The theatre of democracy in Africa

Polling station

Democracy in Africa has not completely disappeared; it has been deliberately domesticated. It wears familiar colours, waves liberation flags and sings the songs of freedom while serving the same masters it once promised to dethrone. Ballots are printed, rallies are held, slogans are shouted, and the illusion of choice is carefully staged. Yet for most citizens, the outcome is known before the first vote is cast. This is not democracy in action. It is democracy in performance.

In Zimbabwe, as in much of Africa, elections come like seasons, predictable and ceremonial. Citizens queue under the sun, clinging to hope not because they are naïve, but because hope is the only thing that hasn’t been stolen from them. But that hope meets a wall built from institutional manipulation. Votes are counted, but voices are not heard. The results are often foregone conclusions disguised as democratic victory. What remains is a ritual that comforts power more than it challenges it, democracy as theatre, not transformation.

Across the continent, we have parliaments that debate loudly but rarely decide. Courts that interpret justice selectively. Electoral bodies declared independent yet bound by invisible strings to those in power. These institutions exist on paper but kneel in practice. It is not by mistake — it is design. Liberation movements that once fought for freedom transformed into ruling dynasties that measure progress by longevity, not legitimacy. Power, once a tool for liberation, has become a birthright for the few and a burden for the many.

In the quiet spaces between elections, fear governs. It whispers in the ears of journalists, trails activists in unmarked cars, and silences critics through intimidation or abduction. From Zimbabwe to Uganda, from Sudan to Eswatini, the same script plays out. Fear has replaced consent as the engine of control. Those who speak truth to power are hunted, harassed, or humiliated. The rest learn the safety of silence. And when silence becomes the national language, peace becomes a performance too.

Opposition politics exists, but it is often like a play without a stage. Parties campaign, critics speak, and rallies fill the air with energy, yet the rules of the game are designed so the outcome never changes. Opposition leaders are treated as necessary props in a democratic drama that demands their participation but never their victory. This is managed pluralism, a democracy that tolerates dissent so long as it remains harmless.

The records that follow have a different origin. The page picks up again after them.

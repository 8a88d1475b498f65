use teloxide::{
    dispatching::UpdateHandler, prelude::*, types::ChatId, utils::command::BotCommands,
};

use crate::command::Command;
use crate::engine::Reply;
use crate::{HandlerResult, SharedRegistry};

pub fn schema() -> UpdateHandler<Box<dyn std::error::Error + Send + Sync + 'static>> {
    use dptree::case;

    let command_handler = teloxide::filter_command::<Command, _>()
        .branch(case![Command::Help].endpoint(help))
        .branch(case![Command::Start].endpoint(start))
        .branch(case![Command::Search].endpoint(search))
        .branch(case![Command::Next].endpoint(next))
        .branch(case![Command::Stop].endpoint(stop));

    Update::filter_message()
        .branch(command_handler)
        .endpoint(text)
}

async fn help(bot: Bot, msg: Message) -> HandlerResult {
    bot.send_message(msg.chat.id, Command::descriptions().to_string())
        .await?;
    Ok(())
}

async fn start(bot: Bot, registry: SharedRegistry, msg: Message) -> HandlerResult {
    let replies = registry.lock().await.start(msg.chat.id.0);
    deliver(&bot, replies).await;
    Ok(())
}

async fn search(bot: Bot, registry: SharedRegistry, msg: Message) -> HandlerResult {
    let replies = registry.lock().await.search(msg.chat.id.0);
    deliver(&bot, replies).await;
    Ok(())
}

async fn next(bot: Bot, registry: SharedRegistry, msg: Message) -> HandlerResult {
    let replies = registry.lock().await.next(msg.chat.id.0);
    deliver(&bot, replies).await;
    Ok(())
}

async fn stop(bot: Bot, registry: SharedRegistry, msg: Message) -> HandlerResult {
    let replies = registry.lock().await.stop(msg.chat.id.0);
    deliver(&bot, replies).await;
    Ok(())
}

async fn text(bot: Bot, registry: SharedRegistry, msg: Message) -> HandlerResult {
    let Some(txt) = msg.text() else {
        // Text-only relay; media is dropped.
        return Ok(());
    };
    let replies = registry.lock().await.handle_text(msg.chat.id.0, txt);
    deliver(&bot, replies).await;
    Ok(())
}

/// Sends the replies computed under the registry lock. The lock is already
/// released here; a failed send is logged once and never rolls back the
/// state transition that produced it.
async fn deliver(bot: &Bot, replies: Vec<Reply>) {
    for Reply { to, text } in replies {
        if let Err(err) = bot.send_message(ChatId(to), text).await {
            log::warn!("failed to deliver to {to}: {err}");
        }
    }
}
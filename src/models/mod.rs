pub mod gender;
pub mod stage;
pub mod user;
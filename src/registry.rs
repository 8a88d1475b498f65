use std::collections::{HashMap, VecDeque};

use crate::models::gender::Preference;
use crate::models::stage::Stage;
use crate::models::user::User;

/// All mutable session state: every known user plus the waiting pool.
///
/// The registry is volatile and process-lifetime only. One instance is
/// constructed at startup and shared behind a single mutex; every pairing
/// operation runs against it as one critical section, so the methods here
/// never need to worry about interleaving.
pub struct Registry {
    users: HashMap<i64, User>,
    waiting: VecDeque<i64>,
    onboarding: bool,
}

impl Registry {
    pub fn new(onboarding: bool) -> Self {
        Self {
            users: HashMap::new(),
            waiting: VecDeque::new(),
            onboarding,
        }
    }

    pub fn onboarding_enabled(&self) -> bool {
        self.onboarding
    }

    /// Looks up a user, creating the record on first contact. With
    /// onboarding disabled a fresh user skips straight to `Idle`.
    pub fn resolve(&mut self, id: i64) -> &mut User {
        let onboarding = self.onboarding;
        self.users.entry(id).or_insert_with(|| {
            let mut user = User::new(id);
            if !onboarding {
                user.stage = Stage::Idle;
            }
            user
        })
    }

    pub fn get(&self, id: i64) -> Option<&User> {
        self.users.get(&id)
    }

    pub(crate) fn user_mut(&mut self, id: i64) -> Option<&mut User> {
        self.users.get_mut(&id)
    }

    pub fn in_pool(&self, id: i64) -> bool {
        self.waiting.contains(&id)
    }

    pub fn pool_len(&self) -> usize {
        self.waiting.len()
    }

    /// Appends to the tail of the pool and marks the user `Waiting`.
    pub fn enqueue(&mut self, id: i64) {
        debug_assert!(!self.in_pool(id), "user {id} is already in the pool");
        if let Some(user) = self.users.get_mut(&id) {
            debug_assert_eq!(user.partner, None, "waiting user {id} has a partner");
            user.stage = Stage::Waiting;
        }
        self.waiting.push_back(id);
    }

    /// Removes by identity, wherever the user sits in the pool. Returns
    /// whether the user was present. Does not touch the user's stage.
    pub fn dequeue(&mut self, id: i64) -> bool {
        match self.waiting.iter().position(|&w| w == id) {
            Some(pos) => {
                let _ = self.waiting.remove(pos);
                true
            }
            None => false,
        }
    }

    /// First entry in the pool, in insertion order, that is mutually
    /// compatible with the requester. The pool is left untouched; the
    /// requester itself is never considered.
    ///
    /// An unset preference behaves as `Any`, so with onboarding disabled
    /// every scan succeeds on the head entry and matching is pure FIFO.
    pub fn find_compatible(&self, id: i64) -> Option<i64> {
        let me = self.users.get(&id)?;
        let my_pref = me.preference.unwrap_or(Preference::Any);

        for &candidate in &self.waiting {
            if candidate == id {
                continue;
            }
            let Some(other) = self.users.get(&candidate) else {
                continue;
            };
            let their_pref = other.preference.unwrap_or(Preference::Any);

            if my_pref.accepts(other.gender) && their_pref.accepts(me.gender) {
                return Some(candidate);
            }
        }

        None
    }

    /// Checks every structural invariant. Test-only; production paths rely
    /// on the targeted `debug_assert!`s instead.
    #[cfg(test)]
    pub fn assert_invariants(&self) {
        let mut seen = std::collections::HashSet::new();
        for &id in &self.waiting {
            assert!(seen.insert(id), "user {id} appears twice in the pool");
            let user = self.users.get(&id).expect("pooled user has no record");
            assert_eq!(user.stage, Stage::Waiting, "pooled user {id} not Waiting");
        }

        for user in self.users.values() {
            match user.stage {
                Stage::Chatting => {
                    assert!(!self.in_pool(user.id), "chatting user {} pooled", user.id);
                    let partner_id = user.partner.expect("chatting user has no partner");
                    assert_ne!(partner_id, user.id, "user {} paired with itself", user.id);
                    let partner = self.users.get(&partner_id).expect("dangling partner");
                    assert_eq!(partner.partner, Some(user.id), "asymmetric pairing");
                    assert_eq!(partner.stage, Stage::Chatting, "partner not chatting");
                }
                Stage::Waiting => {
                    assert!(self.in_pool(user.id), "waiting user {} not pooled", user.id);
                    assert_eq!(user.partner, None);
                }
                _ => {
                    assert!(!self.in_pool(user.id), "idle user {} pooled", user.id);
                    assert_eq!(user.partner, None);
                }
            }
        }
    }
}

#[cfg(test)]
mod tests {
    use super::*;
    use crate::models::gender::Gender;

    fn user_with(reg: &mut Registry, id: i64, gender: Gender, pref: Preference) {
        let user = reg.resolve(id);
        user.stage = Stage::Idle;
        user.gender = Some(gender);
        user.preference = Some(pref);
    }

    #[test]
    fn dequeue_removes_by_identity_not_position() {
        let mut reg = Registry::new(false);
        for id in [1, 2, 3] {
            reg.resolve(id);
            reg.enqueue(id);
        }

        assert!(reg.dequeue(2));
        assert!(!reg.in_pool(2));
        assert!(reg.in_pool(1));
        assert!(reg.in_pool(3));
        assert!(!reg.dequeue(2));
    }

    #[test]
    fn find_compatible_skips_the_requester() {
        let mut reg = Registry::new(false);
        reg.resolve(7);
        reg.enqueue(7);

        // Even erroneously pooled, a user never matches itself.
        assert_eq!(reg.find_compatible(7), None);
    }

    #[test]
    fn find_compatible_takes_first_mutual_match() {
        let mut reg = Registry::new(true);
        user_with(&mut reg, 1, Gender::Male, Preference::Any);
        user_with(&mut reg, 2, Gender::Female, Preference::Any);
        reg.enqueue(1);
        reg.enqueue(2);

        // Requester wants a female partner; P1 is skipped, P2 selected.
        user_with(&mut reg, 3, Gender::Male, Preference::Female);
        assert_eq!(reg.find_compatible(3), Some(2));
        // The scan itself never mutates the pool.
        assert!(reg.in_pool(1));
        assert!(reg.in_pool(2));
    }

    #[test]
    fn compatibility_must_hold_in_both_directions() {
        let mut reg = Registry::new(true);
        // Pool: a male who only wants females.
        user_with(&mut reg, 1, Gender::Male, Preference::Female);
        reg.enqueue(1);

        // A male requester wanting males: his preference matches P1's
        // gender, but P1 does not want males back.
        user_with(&mut reg, 2, Gender::Male, Preference::Male);
        assert_eq!(reg.find_compatible(2), None);

        // A female requester wanting males satisfies both directions.
        user_with(&mut reg, 3, Gender::Female, Preference::Male);
        assert_eq!(reg.find_compatible(3), Some(1));
    }

    #[test]
    fn open_matching_degenerates_to_fifo() {
        let mut reg = Registry::new(false);
        for id in [10, 11, 12] {
            reg.resolve(id);
            reg.enqueue(id);
        }

        reg.resolve(13);
        assert_eq!(reg.find_compatible(13), Some(10));
    }

    #[test]
    fn first_contact_stage_depends_on_onboarding_mode() {
        let mut gated = Registry::new(true);
        assert_eq!(gated.resolve(1).stage, Stage::New);

        let mut open = Registry::new(false);
        assert_eq!(open.resolve(1).stage, Stage::Idle);
    }
}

When international observers arrive, they praise calmness and order. They see no chaos, so they declare success. But what they don’t see are the invisible bruises left by fear. They measure democracy by how peaceful election day looks, not by how free people are to speak, vote, or organise before it. Stability becomes more important than justice. Peace, even if forced, is celebrated more than freedom.

The consequences of this political theatre are devastating. Our economies collapse, yet our leaders campaign on prosperity. Corruption thrives, yet accountability remains a myth. The youth lose faith in politics, convinced that democracy is a game rigged against them. In too many countries, the cost of participation is fear — and the reward for silence is survival.

Africa’s crisis is not the absence of elections. It is the absence of honest leadership and accountable governance. We have mastered the rituals of democracy but ignored its soul. A free nation is not one that votes, but one where that vote transforms lives. Democracy is not the ballot paper; it is the daily right to speak, to question, to dream without fear.

The time has come to reclaim democracy from those who perform it. We must stop confusing participation with power and elections with freedom. The people must demand more than ballots — they must demand fairness, transparency, and truth. Leaders must learn that the measure of greatness is not how long they rule, but how justly they govern.

Democracy will not return through slogans or summits. It will be rebuilt by citizens who refuse to be props in political theatre. By journalists who write despite the threats. By youths who organise instead of waiting. By communities that dare to imagine a nation not built on fear but on faith, faith in their own agency, dignity, and humanity.

Until that day, our democracy will remain a well-rehearsed performance: polished, practiced, and hollow. The curtain will rise, the speeches will sound, and the songs of liberation will fill the air, but beneath the applause, the people will still be waiting for freedom that feels real.